START Material provided

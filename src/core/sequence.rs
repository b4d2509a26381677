//! Ordered hover-sequence tracking for Chronoscape.
//!
//! Hover zones belong to clusters, and each cluster is an independent
//! ordered-sequence puzzle: zones must be hovered in ascending sequence
//! order. An out-of-order hover restarts the cluster's attempt at the
//! offending zone; reaching the configured length completes the cluster and
//! clears the attempt so a new cycle can begin.
//!
//! Attempts are transient, in-memory state. They are never persisted and are
//! discarded wholesale on reset.

use std::collections::HashMap;

/// One accepted step of an in-progress attempt.
#[derive(Debug, Clone, PartialEq, Eq)]
struct SequenceStep {
    zone_id: String,
    sequence: u32,
}

/// Result of observing a hover event.
#[derive(Debug, Clone, PartialEq, Eq, Default)]
pub struct Observation {
    /// Whether the zone entered the attempt (false for duplicates).
    pub accepted: bool,
    /// Whether this observation completed the cluster's sequence.
    pub completed: bool,
    /// The attempt as it stands after this observation.
    pub attempt: Vec<String>,
}

/// Tracks one in-progress ordered attempt per cluster key.
#[derive(Debug, Clone)]
pub struct SequenceTracker {
    attempts: HashMap<String, Vec<SequenceStep>>,
    required_len: usize,
}

impl SequenceTracker {
    /// Create a tracker that completes a cluster after `required_len`
    /// in-order hovers.
    pub fn new(required_len: usize) -> Self {
        Self {
            attempts: HashMap::new(),
            required_len: required_len.max(1),
        }
    }

    /// Observe a hover on `zone_id` with the given cluster and sequence index.
    ///
    /// Rules, in order:
    /// - a zone already present in the attempt is a no-op;
    /// - an empty attempt, or a sequence index exactly one past the previous
    ///   step's, appends the zone;
    /// - anything else restarts the attempt at the observed zone.
    ///
    /// Out-of-order detection compares against the immediately preceding
    /// step only, not the whole attempt.
    pub fn observe(&mut self, zone_id: &str, cluster: &str, sequence: u32) -> Observation {
        let attempt = self.attempts.entry(cluster.to_string()).or_default();

        if attempt.iter().any(|step| step.zone_id == zone_id) {
            return Observation {
                accepted: false,
                completed: false,
                attempt: attempt.iter().map(|s| s.zone_id.clone()).collect(),
            };
        }

        let in_order = match attempt.last() {
            None => true,
            Some(last) => sequence == last.sequence + 1,
        };

        if !in_order {
            attempt.clear();
        }
        attempt.push(SequenceStep {
            zone_id: zone_id.to_string(),
            sequence,
        });

        let completed = attempt.len() >= self.required_len;
        let snapshot: Vec<String> = attempt.iter().map(|s| s.zone_id.clone()).collect();
        if completed {
            attempt.clear();
        }

        Observation {
            accepted: true,
            completed,
            attempt: snapshot,
        }
    }

    /// Current attempt for a cluster, in observation order.
    pub fn attempt(&self, cluster: &str) -> Vec<String> {
        self.attempts
            .get(cluster)
            .map(|a| a.iter().map(|s| s.zone_id.clone()).collect())
            .unwrap_or_default()
    }

    /// Discard all in-progress attempts.
    pub fn clear(&mut self) {
        self.attempts.clear();
    }
}
//! Reveal command for Chronoscape.
//!
//! Reports whether a lens zone is uncovered under the currently equipped
//! lens, simulating the pointer resting over the zone.

use serde::Serialize;

use crate::config::SceneConfig;
use crate::core::ProgressionController;
use crate::storage::StateStore;

/// Options for the reveal command.
#[derive(Debug, Clone, Default)]
pub struct RevealOptions {
    /// Output as JSON.
    pub json: bool,
    /// Suppress output.
    pub quiet: bool,
    /// Treat the pointer as outside the zone.
    pub outside: bool,
}

/// Output format for the reveal command.
#[derive(Debug, Clone, Serialize)]
pub struct RevealOutput {
    /// Whether the zone exists and the event was processed.
    pub success: bool,
    /// The lens zone.
    pub zone_id: String,
    /// Whether the zone is currently uncovered.
    pub uncovered: bool,
    /// The uncovered message, if any.
    #[serde(skip_serializing_if = "Option::is_none")]
    pub message: Option<String>,
    /// Region newly lit by this reveal, if any.
    #[serde(skip_serializing_if = "Option::is_none")]
    pub region_lit: Option<String>,
    /// Error message if the event was rejected.
    #[serde(skip_serializing_if = "Option::is_none")]
    pub error: Option<String>,
}

impl RevealOutput {
    /// Create a failed output.
    pub fn failure(zone_id: impl Into<String>, error: impl Into<String>) -> Self {
        Self {
            success: false,
            zone_id: zone_id.into(),
            uncovered: false,
            message: None,
            region_lit: None,
            error: Some(error.into()),
        }
    }
}

/// The reveal command implementation.
pub struct RevealCommand<S: StateStore> {
    controller: ProgressionController<S>,
}

impl<S: StateStore> RevealCommand<S> {
    /// Create a new reveal command.
    pub fn new(store: S, scene: SceneConfig) -> Self {
        Self {
            controller: ProgressionController::new(scene, store),
        }
    }

    /// Run the reveal command for a zone.
    pub fn run(&mut self, zone_id: &str, options: &RevealOptions) -> RevealOutput {
        if self.controller.scene().lens_zone(zone_id).is_none() {
            return RevealOutput::failure(zone_id, format!("unknown lens zone: {zone_id}"));
        }

        let outcome = self.controller.record_lens_reveal(zone_id, !options.outside);
        RevealOutput {
            success: true,
            zone_id: zone_id.to_string(),
            uncovered: outcome.uncovered,
            message: outcome.message,
            region_lit: outcome.region_lit,
            error: None,
        }
    }

    /// Format output based on options.
    pub fn format_output(&self, output: &RevealOutput, options: &RevealOptions) -> String {
        if options.quiet {
            return String::new();
        }

        if options.json {
            serde_json::to_string_pretty(output).unwrap_or_else(|_| "{}".to_string())
        } else {
            self.format_human_readable(output)
        }
    }

    /// Format output as human-readable text.
    fn format_human_readable(&self, output: &RevealOutput) -> String {
        if !output.success {
            return format!(
                "Reveal failed: {}\n",
                output.error.as_deref().unwrap_or("unknown error")
            );
        }

        if !output.uncovered {
            return format!("{} stays covered.\n", output.zone_id);
        }

        let mut line = format!(
            "{}: \"{}\"",
            output.zone_id,
            output.message.as_deref().unwrap_or("")
        );
        if let Some(region) = &output.region_lit {
            line.push_str(&format!(" ({} lit up)", region));
        }
        line.push('\n');
        line
    }
}

#[cfg(test)]
mod tests {
    use super::*;
    use crate::storage::MemoryStateStore;

    fn command() -> RevealCommand<MemoryStateStore> {
        RevealCommand::new(MemoryStateStore::new(), SceneConfig::default())
    }

    #[test]
    fn test_default_lens_uncovers_its_zone() {
        let mut cmd = command();
        let output = cmd.run("lens1", &RevealOptions::default());
        assert!(output.uncovered);
        assert_eq!(output.region_lit.as_deref(), Some("region6"));
    }

    #[test]
    fn test_uv_zone_stays_covered_under_default_lens() {
        let mut cmd = command();
        let output = cmd.run("lens2", &RevealOptions::default());
        assert!(output.success);
        assert!(!output.uncovered);
        assert!(output.message.is_none());
    }

    #[test]
    fn test_pointer_outside_keeps_zone_covered() {
        let mut cmd = command();
        let options = RevealOptions {
            outside: true,
            ..Default::default()
        };
        let output = cmd.run("lens1", &options);
        assert!(!output.uncovered);
    }

    #[test]
    fn test_unknown_zone_fails() {
        let mut cmd = command();
        let output = cmd.run("lens9", &RevealOptions::default());
        assert!(!output.success);
    }

    #[test]
    fn test_format_output_covered() {
        let mut cmd = command();
        let output = cmd.run("lens2", &RevealOptions::default());
        let formatted = cmd.format_output(&output, &RevealOptions::default());
        assert!(formatted.contains("stays covered"));
    }
}
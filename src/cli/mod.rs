//! CLI commands for Chronoscape.
//!
//! This module provides CLI commands for driving a session, organized into:
//! - **Event commands**: hover, ink, reveal, lens (pointer and lens input)
//! - **Challenge commands**: riddle, answer (text submissions)
//! - **Session commands**: status, reset

// Event commands
pub mod hover;
pub mod ink;
pub mod lens_cmd;
pub mod reveal;

// Challenge commands
pub mod answer;
pub mod riddle_cmd;

// Session commands
pub mod reset;
pub mod status;

pub use answer::AnswerCommand;
pub use hover::HoverCommand;
pub use ink::InkCommand;
pub use lens_cmd::LensCommand;
pub use reset::ResetCommand;
pub use reveal::{RevealCommand, RevealOptions};
pub use riddle_cmd::RiddleCommand;
pub use status::StatusCommand;
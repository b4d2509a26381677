//! Lens command for Chronoscape.
//!
//! Switches the equipped lens, or lists the unlocked lenses.

use serde::Serialize;

use crate::config::SceneConfig;
use crate::core::{LensKind, ProgressionController};
use crate::storage::StateStore;

/// Options for the lens command.
#[derive(Debug, Clone, Default)]
pub struct LensOptions {
    /// Output as JSON.
    pub json: bool,
    /// Suppress output.
    pub quiet: bool,
}

/// Output format for the lens command.
#[derive(Debug, Clone, Serialize)]
pub struct LensOutput {
    /// Whether the switch succeeded.
    pub success: bool,
    /// The lens equipped after the command.
    pub current: LensKind,
    /// Every unlocked lens.
    pub unlocked: Vec<LensKind>,
    /// Error message if the switch was rejected.
    #[serde(skip_serializing_if = "Option::is_none")]
    pub error: Option<String>,
}

/// The lens command implementation.
pub struct LensCommand<S: StateStore> {
    controller: ProgressionController<S>,
}

impl<S: StateStore> LensCommand<S> {
    /// Create a new lens command.
    pub fn new(store: S, scene: SceneConfig) -> Self {
        Self {
            controller: ProgressionController::new(scene, store),
        }
    }

    /// Switch to the given lens.
    pub fn run(&mut self, lens: LensKind) -> LensOutput {
        let result = self.controller.switch_lens(lens);
        let snapshot = self.controller.snapshot();
        LensOutput {
            success: result.is_ok(),
            current: snapshot.lens.current,
            unlocked: snapshot.lens.unlocked.iter().copied().collect(),
            error: result.err().map(|e| e.to_string()),
        }
    }

    /// Format output based on options.
    pub fn format_output(&self, output: &LensOutput, options: &LensOptions) -> String {
        if options.quiet {
            return String::new();
        }

        if options.json {
            serde_json::to_string_pretty(output).unwrap_or_else(|_| "{}".to_string())
        } else {
            self.format_human_readable(output)
        }
    }

    /// Format output as human-readable text.
    fn format_human_readable(&self, output: &LensOutput) -> String {
        if output.success {
            format!("Lens switched to {}.\n", output.current)
        } else {
            format!(
                "Lens switch failed: {}\n",
                output.error.as_deref().unwrap_or("unknown error")
            )
        }
    }
}
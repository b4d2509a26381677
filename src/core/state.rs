//! Session state types for Chronoscape.
//!
//! These types hold the accumulated, persisted progress of one discovery
//! session: which regions are lit, which items have been found, and the
//! final challenge latch. Progress is monotonic — nothing here shrinks
//! except through an explicit full reset.
//!
//! The hover-discovery channel ([`DiscoverySet`]) and the region channel
//! ([`RegionRegistry`]) are deliberately separate sets and are never merged.

use std::collections::{BTreeMap, BTreeSet};

use chrono::{DateTime, Utc};
use serde::{Deserialize, Serialize};

use crate::core::lens::{LensKind, LensState};

/// Lit-region registry: region id → when it first lit up.
///
/// Lighting is idempotent and monotonic; `lit_at` is set once and never
/// cleared except by a full reset.
#[derive(Debug, Clone, PartialEq, Eq, Default, Serialize, Deserialize)]
#[serde(transparent)]
pub struct RegionRegistry {
    lit: BTreeMap<String, DateTime<Utc>>,
}

impl RegionRegistry {
    /// Create an empty registry.
    pub fn new() -> Self {
        Self::default()
    }

    /// Light a region. Returns whether this call caused a new illumination.
    pub fn light_up(&mut self, region_id: &str) -> bool {
        if self.lit.contains_key(region_id) {
            return false;
        }
        self.lit.insert(region_id.to_string(), Utc::now());
        true
    }

    /// Check whether a region is lit.
    pub fn is_lit(&self, region_id: &str) -> bool {
        self.lit.contains_key(region_id)
    }

    /// When a region first lit up, if it has.
    pub fn lit_at(&self, region_id: &str) -> Option<DateTime<Utc>> {
        self.lit.get(region_id).copied()
    }

    /// Number of lit regions.
    pub fn len(&self) -> usize {
        self.lit.len()
    }

    /// Whether no region is lit.
    pub fn is_empty(&self) -> bool {
        self.lit.is_empty()
    }

    /// The lit map, region id → first-lit timestamp.
    pub fn lit_regions(&self) -> &BTreeMap<String, DateTime<Utc>> {
        &self.lit
    }

    /// Extinguish everything. Only called from a full session reset.
    pub fn clear(&mut self) {
        self.lit.clear();
    }
}

/// Monotonic set of hover-discovered item ids (the planet channel).
#[derive(Debug, Clone, PartialEq, Eq, Default, Serialize, Deserialize)]
#[serde(transparent)]
pub struct DiscoverySet {
    items: BTreeSet<String>,
}

impl DiscoverySet {
    /// Create an empty set.
    pub fn new() -> Self {
        Self::default()
    }

    /// Record a discovery. Returns whether the item was newly discovered.
    pub fn record(&mut self, item_id: &str) -> bool {
        self.items.insert(item_id.to_string())
    }

    /// Check whether an item has been discovered.
    pub fn contains(&self, item_id: &str) -> bool {
        self.items.contains(item_id)
    }

    /// Number of discovered items.
    pub fn len(&self) -> usize {
        self.items.len()
    }

    /// Whether nothing has been discovered.
    pub fn is_empty(&self) -> bool {
        self.items.is_empty()
    }

    /// The discovered ids.
    pub fn items(&self) -> &BTreeSet<String> {
        &self.items
    }

    /// Forget everything. Only called from a full session reset.
    pub fn clear(&mut self) {
        self.items.clear();
    }
}

/// Final text challenge latch.
#[derive(Debug, Clone, Copy, PartialEq, Eq, Default, Serialize, Deserialize)]
pub struct FinalChallenge {
    /// Latches true on the first correct answer and never reverts.
    pub completed: bool,
}

/// Coarse-grained derived phase of the session.
///
/// Always recomputed from accumulated state, never stored independently, so
/// it cannot drift from the state it summarizes.
#[derive(Debug, Clone, Copy, PartialEq, Eq, PartialOrd, Ord, Hash, Serialize, Deserialize)]
#[serde(rename_all = "snake_case")]
pub enum Stage {
    /// Nothing discovered yet.
    Init,
    /// Discovery under way, no gated content active yet.
    Exploring,
    /// Gated content has started activating.
    Gated,
    /// A non-default lens has been unlocked.
    LensUnlocked,
    /// The final challenge is open.
    Challenge,
    /// The final challenge has been answered.
    Complete,
}

/// Derived activity flags for one piece of gated content.
#[derive(Debug, Clone, PartialEq, Eq, Serialize, Deserialize)]
pub struct GatedStatus {
    /// Content id (ink zone, lens zone, or riddle).
    pub id: String,
    /// Region the content belongs to.
    pub region: String,
    /// Whether the prerequisite currently holds. Recomputed on every read.
    pub activated: bool,
    /// Whether the content's one-shot completion has fired (ink reveals,
    /// solved riddles). Persisted; never reverts.
    pub completed: bool,
}

/// Read-only projection of the whole session, consumed by presentation.
#[derive(Debug, Clone, PartialEq, Eq, Serialize)]
pub struct Snapshot {
    /// Derived session stage.
    pub stage: Stage,
    /// Hover-discovered item ids.
    pub discovered: BTreeSet<String>,
    /// Lit regions with their first-lit timestamps.
    pub lit_regions: BTreeMap<String, DateTime<Utc>>,
    /// Solved riddle ids.
    pub solved_riddles: BTreeSet<String>,
    /// Lens state (current + unlocked).
    pub lens: LensState,
    /// Per-gated-content activity flags.
    pub gated: Vec<GatedStatus>,
    /// Whether the final challenge accepts submissions.
    pub challenge_open: bool,
    /// Whether the final challenge has been completed.
    pub challenge_completed: bool,
}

END Material provided

Going through the entries above, show each line that contains "filename".

◆ **Response**
filename src/core/sequence.rs
filename src/cli/mod.rs
filename src/core/state.rs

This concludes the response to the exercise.